[[ Recorded data open ]]
impl WorkflowService {
    pub fn new(
        templates: Arc<dyn TemplateStore>,
        submissions: Arc<dyn SubmissionRepository>,
        assignments: Arc<dyn AssignmentRepository>,
        publisher: Arc<dyn EventPublisher>,
    ) -> Self {
        Self {
            templates,
            submissions,
            assignments,
            publisher,
            lifecycle: LifecycleEngine::new(),
            decisions: DecisionEngine::new(),
            tracker: AssignmentTracker::new(),
        }
    }

    /// Finalize a submission against a template and, when one is given,
    /// fill the employee's assignment in the same operation.
    pub async fn create_submission(
        &self,
        template_id: &TemplateId,
        data: SubmissionData,
        submitted_by: &str,
        assignment_id: Option<&AssignmentId>,
    ) -> Result<Submission, ServiceError> {
        let template = self.require_template(template_id).await?;
        let assignment = match assignment_id {
            Some(id) => Some(self.require_assignment(id).await?),
            None => None,
        };

        let submission = self.lifecycle.create_submission(&template, data, submitted_by)?;
        // The assignment update carries the version check, so it runs before
        // the insert; a lost race then leaves no submission row behind.
        if let Some(assignment) = assignment {
            let filled = self.tracker.mark_filled(assignment, &submission)?;
            self.assignments.update(filled).await?;
        }
        self.submissions.insert(submission.clone()).await?;

        info!(
            event_name = "workflow.submission.created",
            submission_id = %submission.id,
            template_id = %submission.template_id,
            status = submission.status.as_str(),
            "submission created"
        );
        self.publisher.publish(
            WorkflowEvent::new(
                EventType::SubmissionCreated,
                submission.id.clone(),
                submission.template_id.clone(),
                submitted_by,
            )
            .with_metadata("status", submission.status.as_str()),
        );

        Ok(submission)
    }

    /// Store work-in-progress data. Drafts skip required-field checks and
    /// emit no event; nothing downstream cares until finalization. An
    /// assignment is filled when the form is finalized, never by a draft.
    pub async fn save_draft(
        &self,
        template_id: &TemplateId,
        data: SubmissionData,
        submitted_by: &str,
        assignment_id: Option<&AssignmentId>,
    ) -> Result<Submission, ServiceError> {
        if assignment_id.is_some() {
            return Err(WorkflowError::Validation(
                "a draft cannot fill an assignment; pass assignment_id when finalizing"
                    .to_string(),
            )
            .into());
        }
        let template = self.require_template(template_id).await?;
        let draft = self.lifecycle.save_draft(&template, data, submitted_by)?;
        self.submissions.insert(draft.clone()).await?;

        info!(
            event_name = "workflow.submission.draft_saved",
            submission_id = %draft.id,
            template_id = %draft.template_id,
            "draft saved"
        );
        Ok(draft)
    }

    pub async fn get_submission(&self, id: &SubmissionId) -> Result<Submission, ServiceError> {
        self.require_submission(id).await
    }

    /// Re-enter the approval chain after an edit. Allowed from drafts and
    /// rejected submissions only; prior decisions are discarded. A draft
    /// written against an assignment fills it here, at finalization.
    pub async fn resubmit(
        &self,
        id: &SubmissionId,
        data: SubmissionData,
        assignment_id: Option<&AssignmentId>,
    ) -> Result<Submission, ServiceError> {
        let submission = self.require_submission(id).await?;
        let template = self.require_template(&submission.template_id).await?;
        let assignment = match assignment_id {
            Some(id) => Some(self.require_assignment(id).await?),
            None => None,
        };
        let actor = submission.submitted_by.clone();

        let updated = self.lifecycle.edit_and_resubmit(&template, submission, data)?;
        if let Some(assignment) = assignment {
            let filled = self.tracker.mark_filled(assignment, &updated)?;
            self.assignments.update(filled).await?;
        }
        self.submissions.update(updated.clone()).await?;

        info!(
            event_name = "workflow.submission.resubmitted",
            submission_id = %updated.id,
            template_id = %updated.template_id,
            status = updated.status.as_str(),
            "submission resubmitted"
        );
        self.publisher.publish(
            WorkflowEvent::new(
                EventType::SubmissionCreated,
                updated.id.clone(),
                updated.template_id.clone(),
                actor,
            )
            .with_metadata("status", updated.status.as_str())
            .with_metadata("resubmitted", "true"),
        );

        Ok(updated)
    }

    pub async fn decide(
        &self,
        id: &SubmissionId,
        level: u32,
        approver_id: &str,
        decision: Decision,
        comments: Option<String>,
    ) -> Result<Submission, ServiceError> {
        let submission = self.require_submission(id).await?;
        let template = self.require_template(&submission.template_id).await?;

        let outcome =
            self.decisions.apply_decision(&template, submission, level, approver_id, decision, comments)?;
        self.submissions.update(outcome.submission.clone()).await?;

        info!(
            event_name = "workflow.decision.applied",
            submission_id = %outcome.submission.id,
            level = outcome.event.level,
            decision = outcome.event.decision.as_str(),
            status = outcome.submission.status.as_str(),
            "approval decision applied"
        );
        self.publisher.publish(
            WorkflowEvent::new(
                EventType::ApprovalDecided,
                outcome.submission.id.clone(),
                outcome.submission.template_id.clone(),
                approver_id,
            )
            .with_metadata("decision", outcome.event.decision.as_str())
            .with_metadata("level", outcome.event.level.to_string())
            .with_metadata("status", outcome.submission.status.as_str()),
        );

        Ok(outcome.submission)
    }

    /// Apply one approver's decision across many submissions, each at its
    /// own current level. Items are independent: a failed item is reported
    /// and the rest proceed.
    pub async fn bulk_decide(
        &self,
        submission_ids: Vec<SubmissionId>,
        approver_id: &str,
        decision: Decision,
        comments: Option<String>,
    ) -> BulkDecisionReport {
        let mut report = BulkDecisionReport::default();

        for id in submission_ids {
            let outcome = match self.require_submission(&id).await {
                Ok(submission) => {
                    self.decide(&id, submission.current_level, approver_id, decision, comments.clone())
                        .await
                }
                Err(error) => Err(error),
            };
            match outcome {
                Ok(submission) => report.succeeded.push(submission.id),
                Err(error) => report.failed.push(BulkDecisionFailure {
                    submission_id: id,
                    kind: error.kind(),
                    reason: error.to_string(),
                }),
            }
        }

        info!(
            event_name = "workflow.decision.bulk_applied",
            approver_id,
            succeeded = report.succeeded.len(),
            failed = report.failed.len(),
            "bulk decision processed"
        );
        report
    }

    pub async fn create_assignments(
        &self,
        template_ids: &[TemplateId],
        employee_id: &str,
        due_date: Option<DateTime<Utc>>,
    ) -> Result<Vec<Assignment>, ServiceError> {
        let mut templates = Vec::with_capacity(template_ids.len());
        for template_id in template_ids {
            templates.push(self.require_template(template_id).await?);
        }
        let batch = self.tracker.create_assignments(&templates, employee_id, due_date)?;
        self.assignments.insert_many(batch.clone()).await?;

        info!(
            event_name = "workflow.assignment.created",
            employee_id,
            count = batch.len(),
            "assignments created"
        );
        Ok(batch)
    }

    pub async fn assignments_for_employee(
        &self,
        employee_id: &str,
    ) -> Result<Vec<Assignment>, ServiceError> {
        Ok(self.assignments.list_by_employee(employee_id).await?)
    }

    /// Remove an assignment. Filled and submitted assignments are part of
    /// the audit trail and stay.
    pub async fn delete_assignment(&self, id: &AssignmentId) -> Result<(), ServiceError> {
        let assignment = self.require_assignment(id).await?;
        self.tracker.ensure_deletable(&assignment)?;
        self.assignments.delete(id).await?;

        info!(
            event_name = "workflow.assignment.deleted",
            assignment_id = %id,
            "assignment deleted"
        );
        Ok(())
    }

    pub async fn template_stats(
        &self,
        template_id: &TemplateId,
    ) -> Result<TemplateStats, ServiceError> {
        self.require_template(template_id).await?;
        let submissions = self.submissions.list_by_template(template_id).await?;
        Ok(compute_stats(&submissions))
    }

    pub async fn template_approver_breakdown(
        &self,
        template_id: &TemplateId,
    ) -> Result<Vec<ApproverLevelStats>, ServiceError> {
        let template = self.require_template(template_id).await?;
        let submissions = self.submissions.list_by_template(template_id).await?;
        Ok(approver_breakdown(&template, &submissions))
    }

    async fn require_template(&self, id: &TemplateId) -> Result<FormTemplate, ServiceError> {
        self.templates
            .find_by_id(id)
            .await?
            .ok_or_else(|| WorkflowError::TemplateNotFound(id.clone()).into())
    }

    async fn require_submission(&self, id: &SubmissionId) -> Result<Submission, ServiceError> {
        self.submissions
            .find_by_id(id)
            .await?
            .ok_or_else(|| WorkflowError::SubmissionNotFound(id.clone()).into())
    }

    async fn require_assignment(&self, id: &AssignmentId) -> Result<Assignment, ServiceError> {
        self.assignments
            .find_by_id(id)
            .await?
            .ok_or_else(|| WorkflowError::AssignmentNotFound(id.clone()).into())
    }
}
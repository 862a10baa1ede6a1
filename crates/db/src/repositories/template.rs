use sqlx::Row;

use formflow_core::domain::template::{
    ApprovalChain, ApproverLevel, FormTemplate, TemplateId,
};

use super::{RepositoryError, TemplateStore};
use crate::DbPool;

pub struct SqlTemplateStore {
    pool: DbPool,
}

impl SqlTemplateStore {
    pub fn new(pool: DbPool) -> Self {
        Self { pool }
    }
}

fn row_to_template(
    row: &sqlx::sqlite::SqliteRow,
    chain: ApprovalChain,
) -> Result<FormTemplate, RepositoryError> {
    let id: String = row.try_get("id").map_err(|e| RepositoryError::Decode(e.to_string()))?;
    let name: String = row.try_get("name").map_err(|e| RepositoryError::Decode(e.to_string()))?;
    let required_fields_json: String =
        row.try_get("required_fields_json").map_err(|e| RepositoryError::Decode(e.to_string()))?;
    let is_reusable: i64 =
        row.try_get("is_reusable").map_err(|e| RepositoryError::Decode(e.to_string()))?;
    let archived: i64 =
        row.try_get("archived").map_err(|e| RepositoryError::Decode(e.to_string()))?;

    let required_fields: Vec<String> = serde_json::from_str(&required_fields_json)
        .map_err(|e| RepositoryError::Decode(format!("required_fields_json: {e}")))?;

    Ok(FormTemplate {
        id: TemplateId(id),
        name,
        required_fields,
        chain,
        is_reusable: is_reusable != 0,
        archived: archived != 0,
    })
}

fn row_to_level(row: &sqlx::sqlite::SqliteRow) -> Result<ApproverLevel, RepositoryError> {
    let level: i64 = row.try_get("level").map_err(|e| RepositoryError::Decode(e.to_string()))?;
    let approver_id: String =
        row.try_get("approver_id").map_err(|e| RepositoryError::Decode(e.to_string()))?;
    let approver_name: String =
        row.try_get("approver_name").map_err(|e| RepositoryError::Decode(e.to_string()))?;

    Ok(ApproverLevel { level: level as u32, approver_id, approver_name })
}

#[async_trait::async_trait]
impl TemplateStore for SqlTemplateStore {
    async fn find_by_id(&self, id: &TemplateId) -> Result<Option<FormTemplate>, RepositoryError> {
        let row = sqlx::query(
            "SELECT id, name, required_fields_json, is_reusable, archived
             FROM form_template WHERE id = ?",
        )
        .bind(&id.0)
        .fetch_optional(&self.pool)
        .await?;

        let Some(ref row) = row else { return Ok(None) };

        let level_rows = sqlx::query(
            "SELECT level, approver_id, approver_name
             FROM approver_level WHERE template_id = ? ORDER BY level ASC",
        )
        .bind(&id.0)
        .fetch_all(&self.pool)
        .await?;

        let levels = level_rows.iter().map(row_to_level).collect::<Result<Vec<_>, _>>()?;
        Ok(Some(row_to_template(row, ApprovalChain(levels))?))
    }

    async fn save(&self, template: FormTemplate) -> Result<(), RepositoryError> {
        let required_fields_json = serde_json::to_string(&template.required_fields)
            .map_err(|e| RepositoryError::Decode(e.to_string()))?;

        let mut tx = self.pool.begin().await?;

        sqlx::query(
            "INSERT INTO form_template (id, name, required_fields_json, is_reusable, archived)
             VALUES (?, ?, ?, ?, ?)
             ON CONFLICT(id) DO UPDATE SET
                 name = excluded.name,
                 required_fields_json = excluded.required_fields_json,
                 is_reusable = excluded.is_reusable,
                 archived = excluded.archived",
        )
        .bind(&template.id.0)
        .bind(&template.name)
        .bind(&required_fields_json)
        .bind(template.is_reusable)
        .bind(template.archived)
        .execute(&mut *tx)
        .await?;

        sqlx::query("DELETE FROM approver_level WHERE template_id = ?")
            .bind(&template.id.0)
            .execute(&mut *tx)
            .await?;

        for entry in template.chain.levels() {
            sqlx::query(
                "INSERT INTO approver_level (template_id, level, approver_id, approver_name)
                 VALUES (?, ?, ?, ?)",
            )
            .bind(&template.id.0)
            .bind(entry.level)
            .bind(&entry.approver_id)
            .bind(&entry.approver_name)
            .execute(&mut *tx)
            .await?;
        }

        tx.commit().await?;
        Ok(())
    }
}
pub mod connection;
pub mod fixtures;
pub mod migrations;
pub mod repositories;

pub use connection::{connect, connect_in_memory, DbPool};
pub use fixtures::{SeedDataset, SeedResult, VerificationResult};
//! Submission lifecycle engine.
//!
//! Pure state machine for submissions: callers load records, the engine
//! validates and produces updated records, callers persist them. No I/O
//! happens here, which keeps every transition unit-testable.

use chrono::Utc;
use uuid::Uuid;

use crate::domain::submission::{Submission, SubmissionData, SubmissionId, SubmissionStatus};
use crate::domain::template::FormTemplate;
use crate::errors::WorkflowError;

#[derive(Clone, Debug, Default)]
pub struct LifecycleEngine;

impl LifecycleEngine {
    pub fn new() -> Self {
        Self
    }

    /// Store work-in-progress data without entering the approval flow.
    /// Required-field validation is deferred until finalization.
    pub fn save_draft(
        &self,
        template: &FormTemplate,
        data: SubmissionData,
        submitted_by: impl Into<String>,
    ) -> Result<Submission, WorkflowError> {
        ensure_template_accepts_submissions(template)?;

        let now = Utc::now();
        Ok(Submission {
            id: SubmissionId(Uuid::new_v4().to_string()),
            template_id: template.id.clone(),
            data,
            status: SubmissionStatus::Draft,
            current_level: 0,
            approval_history: Vec::new(),
            submitted_by: submitted_by.into(),
            version: 1,
            created_at: now,
            updated_at: now,
        })
    }

    /// Create and finalize a submission in one step. An empty approval chain
    /// makes the submission terminal immediately; otherwise it enters the
    /// chain at level 1.
    pub fn create_submission(
        &self,
        template: &FormTemplate,
        data: SubmissionData,
        submitted_by: impl Into<String>,
    ) -> Result<Submission, WorkflowError> {
        ensure_template_accepts_submissions(template)?;
        validate_required_fields(template, &data)?;
        template.chain.validate()?;

        let now = Utc::now();
        let (status, current_level) = initial_position(template);
        Ok(Submission {
            id: SubmissionId(Uuid::new_v4().to_string()),
            template_id: template.id.clone(),
            data,
            status,
            current_level,
            approval_history: Vec::new(),
            submitted_by: submitted_by.into(),
            version: 1,
            created_at: now,
            updated_at: now,
        })
    }

    /// Replace a draft's or a rejected submission's data and send it (back)
    /// through the chain from level 1. Prior decisions are discarded so the
    /// retained history always describes the current data.
    pub fn edit_and_resubmit(
        &self,
        template: &FormTemplate,
        mut submission: Submission,
        data: SubmissionData,
    ) -> Result<Submission, WorkflowError> {
        match submission.status {
            SubmissionStatus::Draft | SubmissionStatus::Rejected => {}
            other => {
                return Err(WorkflowError::InvalidState(format!(
                    "submission {} cannot be resubmitted from status {}",
                    submission.id,
                    other.as_str()
                )));
            }
        }
        if submission.template_id != template.id {
            return Err(WorkflowError::InvalidState(format!(
                "submission {} belongs to template {}, not {}",
                submission.id, submission.template_id, template.id
            )));
        }
        ensure_template_accepts_submissions(template)?;
        validate_required_fields(template, &data)?;
        template.chain.validate()?;

        let (status, current_level) = initial_position(template);
        submission.data = data;
        submission.status = status;
        submission.current_level = current_level;
        submission.approval_history.clear();
        submission.version += 1;
        submission.updated_at = Utc::now();
        Ok(submission)
    }
}

fn initial_position(template: &FormTemplate) -> (SubmissionStatus, u32) {
    if template.requires_approval() {
        (SubmissionStatus::InApproval, 1)
    } else {
        (SubmissionStatus::Submitted, 0)
    }
}

fn ensure_template_accepts_submissions(template: &FormTemplate) -> Result<(), WorkflowError> {
    // Archived templates are withdrawn from submitters and read the same as
    // templates that never existed.
    if template.archived {
        return Err(WorkflowError::TemplateNotFound(template.id.clone()));
    }
    Ok(())
}

fn validate_required_fields(
    template: &FormTemplate,
    data: &SubmissionData,
) -> Result<(), WorkflowError> {
    let missing: Vec<&str> = template
        .required_fields
        .iter()
        .filter(|field| {
            matches!(data.get(field.as_str()), None | Some(serde_json::Value::Null))
        })
        .map(String::as_str)
        .collect();

    if missing.is_empty() {
        Ok(())
    } else {
        Err(WorkflowError::Validation(format!(
            "missing required fields: {}",
            missing.join(", ")
        )))
    }
}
[[ Recorded data closed ]]
**Work task**
Each line above that contains the word "sqlite" must be copied.

**Task solution**
    row: &sqlx::sqlite::SqliteRow,
fn row_to_level(row: &sqlx::sqlite::SqliteRow) -> Result<ApproverLevel, RepositoryError> {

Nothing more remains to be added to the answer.